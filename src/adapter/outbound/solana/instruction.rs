//! Program-derived addresses and instruction assembly.

use borsh::BorshSerialize;
use solana_sdk::instruction::{AccountMeta, Instruction};
use solana_sdk::pubkey;
use solana_sdk::pubkey::Pubkey;

use super::account::instruction_discriminator;

pub const TOKEN_PROGRAM_ID: Pubkey = pubkey!("TokenkegQfeZyiNwAJbNbGKPFXCWuBvf9Ss623VQ5DA");
pub const ASSOCIATED_TOKEN_PROGRAM_ID: Pubkey =
    pubkey!("ATokenGPvbdGVxr1b2hvZbsiqW5xWH25efTNsLJA8knL");

/// The program's global state account.
#[must_use]
pub fn perpetuals_pda(program_id: &Pubkey) -> Pubkey {
    Pubkey::find_program_address(&[b"perpetuals"], program_id).0
}

/// Authority the program signs token transfers with.
#[must_use]
pub fn transfer_authority_pda(program_id: &Pubkey) -> Pubkey {
    Pubkey::find_program_address(&[b"transfer_authority"], program_id).0
}

/// Associated token account of `owner` for `mint`.
#[must_use]
pub fn associated_token_address(owner: &Pubkey, mint: &Pubkey) -> Pubkey {
    Pubkey::find_program_address(
        &[owner.as_ref(), TOKEN_PROGRAM_ID.as_ref(), mint.as_ref()],
        &ASSOCIATED_TOKEN_PROGRAM_ID,
    )
    .0
}

#[derive(BorshSerialize)]
struct GetLiquidationPriceParams {
    add_collateral: u64,
    remove_collateral: u64,
}

fn instruction_data<T: BorshSerialize>(name: &str, params: &T) -> Vec<u8> {
    let mut data = instruction_discriminator(name).to_vec();
    // Serializing into a Vec cannot fail.
    let _ = params.serialize(&mut data);
    data
}

/// Accounts of a `get_liquidation_price` view call.
#[derive(Debug, Clone)]
pub struct LiquidationPriceAccounts {
    pub pool: Pubkey,
    pub position: Pubkey,
    pub custody: Pubkey,
    pub custody_oracle: Pubkey,
}

/// `get_liquidation_price` with no collateral change.
#[must_use]
pub fn get_liquidation_price(program_id: &Pubkey, accounts: &LiquidationPriceAccounts) -> Instruction {
    Instruction {
        program_id: *program_id,
        accounts: vec![
            AccountMeta::new_readonly(perpetuals_pda(program_id), false),
            AccountMeta::new_readonly(accounts.pool, false),
            AccountMeta::new_readonly(accounts.position, false),
            AccountMeta::new_readonly(accounts.custody, false),
            AccountMeta::new_readonly(accounts.custody_oracle, false),
        ],
        data: instruction_data(
            "get_liquidation_price",
            &GetLiquidationPriceParams {
                add_collateral: 0,
                remove_collateral: 0,
            },
        ),
    }
}

/// Accounts of a `liquidate` instruction.
#[derive(Debug, Clone)]
pub struct LiquidateAccounts {
    pub liquidator: Pubkey,
    pub owner: Pubkey,
    pub mint: Pubkey,
    pub pool: Pubkey,
    pub position: Pubkey,
    pub custody: Pubkey,
    pub custody_oracle: Pubkey,
    pub custody_token_account: Pubkey,
}

/// `liquidate`: settles to the owner's token account and pays the reward to
/// the liquidator's.
#[must_use]
pub fn liquidate(program_id: &Pubkey, accounts: &LiquidateAccounts) -> Instruction {
    let receiving_account = associated_token_address(&accounts.owner, &accounts.mint);
    let rewards_receiving_account = associated_token_address(&accounts.liquidator, &accounts.mint);

    Instruction {
        program_id: *program_id,
        accounts: vec![
            AccountMeta::new(accounts.liquidator, true),
            AccountMeta::new(receiving_account, false),
            AccountMeta::new(rewards_receiving_account, false),
            AccountMeta::new_readonly(transfer_authority_pda(program_id), false),
            AccountMeta::new_readonly(perpetuals_pda(program_id), false),
            AccountMeta::new(accounts.pool, false),
            AccountMeta::new(accounts.position, false),
            AccountMeta::new(accounts.custody, false),
            AccountMeta::new_readonly(accounts.custody_oracle, false),
            AccountMeta::new(accounts.custody_token_account, false),
            AccountMeta::new_readonly(TOKEN_PROGRAM_ID, false),
        ],
        data: instruction_discriminator("liquidate").to_vec(),
    }
}
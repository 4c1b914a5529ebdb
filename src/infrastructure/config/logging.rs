//! Logging configuration and initialization.

use serde::Deserialize;
use tracing_subscriber::{fmt, EnvFilter};

/// Logging configuration.
#[derive(Debug, Clone, Deserialize)]
pub struct LoggingConfig {
    /// Default filter directive (e.g. `info`, `perp_liquidator=debug`).
    #[serde(default = "default_level")]
    pub level: String,
    /// `pretty` or `json`.
    #[serde(default = "default_format")]
    pub format: String,
}

fn default_level() -> String {
    "info".into()
}

fn default_format() -> String {
    "pretty".into()
}

impl LoggingConfig {
    /// Initialize the tracing subscriber with this logging configuration.
    ///
    /// `RUST_LOG` takes precedence over the configured level. A subscriber
    /// that is already installed is left in place.
    pub fn init(&self) {
        let filter =
            EnvFilter::try_from_default_env().unwrap_or_else(|_| EnvFilter::new(&self.level));

        let result = match self.format.as_str() {
            "json" => fmt().json().with_env_filter(filter).try_init(),
            _ => fmt().with_env_filter(filter).try_init(),
        };
        if result.is_err() {
            tracing::debug!("tracing subscriber already installed");
        }
    }
}

impl Default for LoggingConfig {
    fn default() -> Self {
        Self {
            level: default_level(),
            format: default_format(),
        }
    }
}
//! Ledger network configuration.

use serde::Deserialize;

/// Commitment level used for reads and subscriptions.
#[derive(Debug, Clone, Copy, Default, PartialEq, Eq, Deserialize)]
#[serde(rename_all = "lowercase")]
pub enum Commitment {
    /// Fastest; may observe state that is later rolled back.
    #[default]
    Processed,
    /// Voted on by a supermajority.
    Confirmed,
    /// Rooted.
    Finalized,
}

impl Commitment {
    #[must_use]
    pub const fn as_str(self) -> &'static str {
        match self {
            Self::Processed => "processed",
            Self::Confirmed => "confirmed",
            Self::Finalized => "finalized",
        }
    }
}

/// RPC endpoints and the target program.
#[derive(Debug, Clone, Deserialize)]
pub struct NetworkConfig {
    /// HTTP JSON-RPC endpoint.
    pub rpc_url: String,
    /// WebSocket endpoint for subscriptions. Derived from `rpc_url` when absent.
    #[serde(default)]
    pub ws_url: Option<String>,
    /// Commitment for reads and subscriptions.
    #[serde(default)]
    pub commitment: Commitment,
    /// Perpetuals program identity (base58).
    pub program_id: String,
}

impl NetworkConfig {
    /// The subscription endpoint, deriving `ws(s)://` from the RPC URL if needed.
    #[must_use]
    pub fn ws_url(&self) -> String {
        if let Some(ws) = &self.ws_url {
            return ws.clone();
        }
        if let Some(rest) = self.rpc_url.strip_prefix("https://") {
            format!("wss://{rest}")
        } else if let Some(rest) = self.rpc_url.strip_prefix("http://") {
            format!("ws://{rest}")
        } else {
            self.rpc_url.clone()
        }
    }
}

impl Default for NetworkConfig {
    fn default() -> Self {
        Self {
            rpc_url: "https://api.devnet.solana.com".into(),
            ws_url: None,
            commitment: Commitment::Processed,
            program_id: String::new(),
        }
    }
}
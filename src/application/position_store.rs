//! Reactive mirror of the ledger's position accounts.
//!
//! Start-up has to reconcile a bulk load with a live subscription. The store
//! subscribes first so the subscription channel buffers every mutation
//! delivered while the bulk load runs. The snapshot then replaces the mirror,
//! and a tail task drains the channel, applying only updates at or after the
//! snapshot's cursor slot. Updates older than the cursor are already
//! reflected in (or superseded by) the snapshot.

use std::collections::HashMap;
use std::sync::Arc;

use parking_lot::RwLock;
use tokio::sync::{mpsc, watch};
use tokio::task::JoinHandle;
use tracing::{debug, info, warn};

use super::retry::RetryPolicy;
use crate::domain::{Position, PositionAddress, PositionSnapshot, PositionUpdate};
use crate::error::Result;
use crate::port::{PositionSource, SubscriptionHandle};

type PositionMap = Arc<RwLock<HashMap<PositionAddress, Position>>>;

struct Running {
    subscription: SubscriptionHandle,
    stop: watch::Sender<bool>,
    _tail: JoinHandle<()>,
}

/// Read-only mirror of every position account, keyed by address.
pub struct PositionStore {
    source: Arc<dyn PositionSource>,
    retry: RetryPolicy,
    positions: PositionMap,
    running: Option<Running>,
}

impl PositionStore {
    pub fn new(source: Arc<dyn PositionSource>, retry: RetryPolicy) -> Self {
        Self {
            source,
            retry,
            positions: Arc::new(RwLock::new(HashMap::new())),
            running: None,
        }
    }

    /// Subscribe to position mutations and load the current position set.
    ///
    /// `on_change` is invoked for every mutation applied after the snapshot,
    /// including buffered ones that raced the bulk load. Returns the snapshot.
    ///
    /// # Errors
    ///
    /// Returns an error if the subscription cannot be opened or the bulk load
    /// keeps failing after retries. The store is left stopped and empty.
    pub async fn start<F>(&mut self, on_change: F) -> Result<PositionSnapshot>
    where
        F: Fn(PositionAddress, Position) + Send + Sync + 'static,
    {
        self.stop();

        let subscription = self.source.subscribe_positions().await?;
        let snapshot = match self
            .retry
            .run("load_all_positions", || self.source.load_all_positions())
            .await
        {
            Ok(snapshot) => snapshot,
            Err(e) => {
                subscription.handle.unsubscribe();
                return Err(e);
            }
        };

        *self.positions.write() = snapshot.positions.iter().cloned().collect();
        info!(
            positions = snapshot.positions.len(),
            slot = snapshot.slot,
            "Position snapshot loaded"
        );

        let (stop, stop_rx) = watch::channel(false);
        let tail = tokio::spawn(tail_updates(
            subscription.updates,
            snapshot.slot,
            self.positions.clone(),
            on_change,
            stop_rx,
        ));
        self.running = Some(Running {
            subscription: subscription.handle,
            stop,
            _tail: tail,
        });

        Ok(snapshot)
    }

    /// Unsubscribe and clear the mirror.
    ///
    /// The store can only be brought back to a consistent state by calling
    /// [`start`](Self::start) again.
    pub fn stop(&mut self) {
        if let Some(running) = self.running.take() {
            let _ = running.stop.send(true);
            running.subscription.unsubscribe();
            info!("Position subscription closed");
        }
        self.positions.write().clear();
    }

    #[must_use]
    pub fn is_running(&self) -> bool {
        self.running.is_some()
    }

    #[must_use]
    pub fn get(&self, address: &PositionAddress) -> Option<Position> {
        self.positions.read().get(address).cloned()
    }

    /// Copy of every mirrored position.
    #[must_use]
    pub fn snapshot(&self) -> Vec<(PositionAddress, Position)> {
        self.positions
            .read()
            .iter()
            .map(|(address, position)| (address.clone(), position.clone()))
            .collect()
    }

    /// Drop `address` from the mirror if it still holds `position`.
    ///
    /// The ledger does not announce closed position accounts, so the owner of
    /// the store removes them once it learns they are gone. A newer state for
    /// the same address (the account was reopened) is kept.
    pub fn remove_if_unchanged(&self, address: &PositionAddress, position: &Position) -> bool {
        let mut positions = self.positions.write();
        if positions.get(address) != Some(position) {
            return false;
        }
        positions.remove(address);
        debug!(position = %address, "Position dropped from mirror");
        true
    }

    #[must_use]
    pub fn len(&self) -> usize {
        self.positions.read().len()
    }

    #[must_use]
    pub fn is_empty(&self) -> bool {
        self.positions.read().is_empty()
    }
}

impl Drop for PositionStore {
    fn drop(&mut self) {
        self.stop();
    }
}

async fn tail_updates<F>(
    mut updates: mpsc::Receiver<PositionUpdate>,
    cursor: u64,
    positions: PositionMap,
    on_change: F,
    mut stop: watch::Receiver<bool>,
) where
    F: Fn(PositionAddress, Position) + Send + Sync + 'static,
{
    loop {
        let update = tokio::select! {
            biased;
            _ = stop.changed() => break,
            update = updates.recv() => update,
        };
        let Some(update) = update else {
            warn!("Position subscription ended");
            break;
        };

        if update.slot < cursor {
            debug!(
                position = %update.address,
                slot = update.slot,
                cursor,
                "Dropping position update older than snapshot"
            );
            continue;
        }

        {
            let mut positions = positions.write();
            if *stop.borrow() {
                break;
            }
            positions.insert(update.address.clone(), update.position.clone());
        }
        debug!(position = %update.address, slot = update.slot, "Position changed");
        on_change(update.address, update.position);
    }
}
******
→ ASSIGNMENT: Word for word, reproduce the listing above from its start up to and including the line that has "use super::account::instruction_discriminator;". Give only those lines.

→ SOLUTION:
filename src/adapter/outbound/solana/instruction.rs
//! Program-derived addresses and instruction assembly.

use borsh::BorshSerialize;
use solana_sdk::instruction::{AccountMeta, Instruction};
use solana_sdk::pubkey;
use solana_sdk::pubkey::Pubkey;

use super::account::instruction_discriminator;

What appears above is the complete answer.